Dataset records:
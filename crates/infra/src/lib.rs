//! # AdSync Infrastructure
//!
//! Infrastructure implementations of core domain ports.
//!
//! This crate contains:
//! - SQLite repositories for accounts, campaigns, profiles and sessions
//! - The HTTP client and the Meta Graph API fetcher
//! - Configuration loading
//! - Conversions from driver errors into `AdSyncError`
//!
//! ## Architecture
//! - Implements traits defined in `adsync-core`
//! - Depends on `adsync-domain` and `adsync-core`
//! - Contains all "impure" code (I/O)

pub mod config;
pub mod database;
pub mod errors;
pub mod http;
pub mod integrations;

// Re-export commonly used items
pub use database::*;
pub use errors::InfraError;
pub use http::*;
pub use integrations::meta::GraphApiClient;
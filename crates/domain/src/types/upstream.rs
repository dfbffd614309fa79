//! Record shapes as returned by the ad-platform API
//!
//! These are decoded one record at a time from the raw `data` array so that a
//! single malformed record can be skipped without losing the batch.

use serde::de::{self, Deserializer};
use serde::Deserialize;

/// Ad account record from `/me/adaccounts`.
#[derive(Debug, Clone, PartialEq, Eq, Deserialize)]
pub struct RawAccount {
    /// Upstream id including the `act_` prefix.
    #[serde(deserialize_with = "deserialize_upstream_id")]
    pub id: String,
    pub name: Option<String>,
    pub currency: Option<String>,
    pub timezone_name: Option<String>,
}

/// Campaign record from `/{account}/campaigns`.
#[derive(Debug, Clone, PartialEq, Eq, Deserialize)]
pub struct RawCampaign {
    #[serde(deserialize_with = "deserialize_upstream_id")]
    pub id: String,
    pub name: String,
    pub status: Option<String>,
    /// Daily budget in minor units (cents).
    #[serde(default, deserialize_with = "deserialize_minor_units")]
    pub daily_budget: Option<i64>,
    pub start_time: Option<String>,
    pub end_time: Option<String>,
    pub objective: Option<String>,
}

/// Upstream ids are numeric strings, but numbers are accepted too.
fn deserialize_upstream_id<'de, D>(deserializer: D) -> Result<String, D::Error>
where
    D: Deserializer<'de>,
{
    #[derive(Deserialize)]
    #[serde(untagged)]
    enum Id {
        Text(String),
        Number(u64),
    }

    match Id::deserialize(deserializer)? {
        Id::Text(text) => {
            let trimmed = text.trim();
            if trimmed.is_empty() {
                Err(de::Error::custom("id is empty"))
            } else {
                Ok(trimmed.to_string())
            }
        }
        Id::Number(number) => Ok(number.to_string()),
    }
}

/// Minor-unit amounts arrive as integer strings (`"2550"`) or integers.
/// An empty string counts as absent.
fn deserialize_minor_units<'de, D>(deserializer: D) -> Result<Option<i64>, D::Error>
where
    D: Deserializer<'de>,
{
    #[derive(Deserialize)]
    #[serde(untagged)]
    enum Amount {
        Integer(i64),
        Text(String),
    }

    match Option::<Amount>::deserialize(deserializer)? {
        None => Ok(None),
        Some(Amount::Integer(value)) => Ok(Some(value)),
        Some(Amount::Text(text)) => {
            let trimmed = text.trim();
            if trimmed.is_empty() {
                return Ok(None);
            }
            trimmed.parse::<i64>().map(Some).map_err(|_| {
                de::Error::custom(format!("daily_budget is not an integer amount: {text}"))
            })
        }
    }
}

Problem statement: Within the entries above, find each line where "Result" appears; copy every one.

Exercise answer:
fn deserialize_upstream_id<'de, D>(deserializer: D) -> Result<String, D::Error>
fn deserialize_minor_units<'de, D>(deserializer: D) -> Result<Option<i64>, D::Error>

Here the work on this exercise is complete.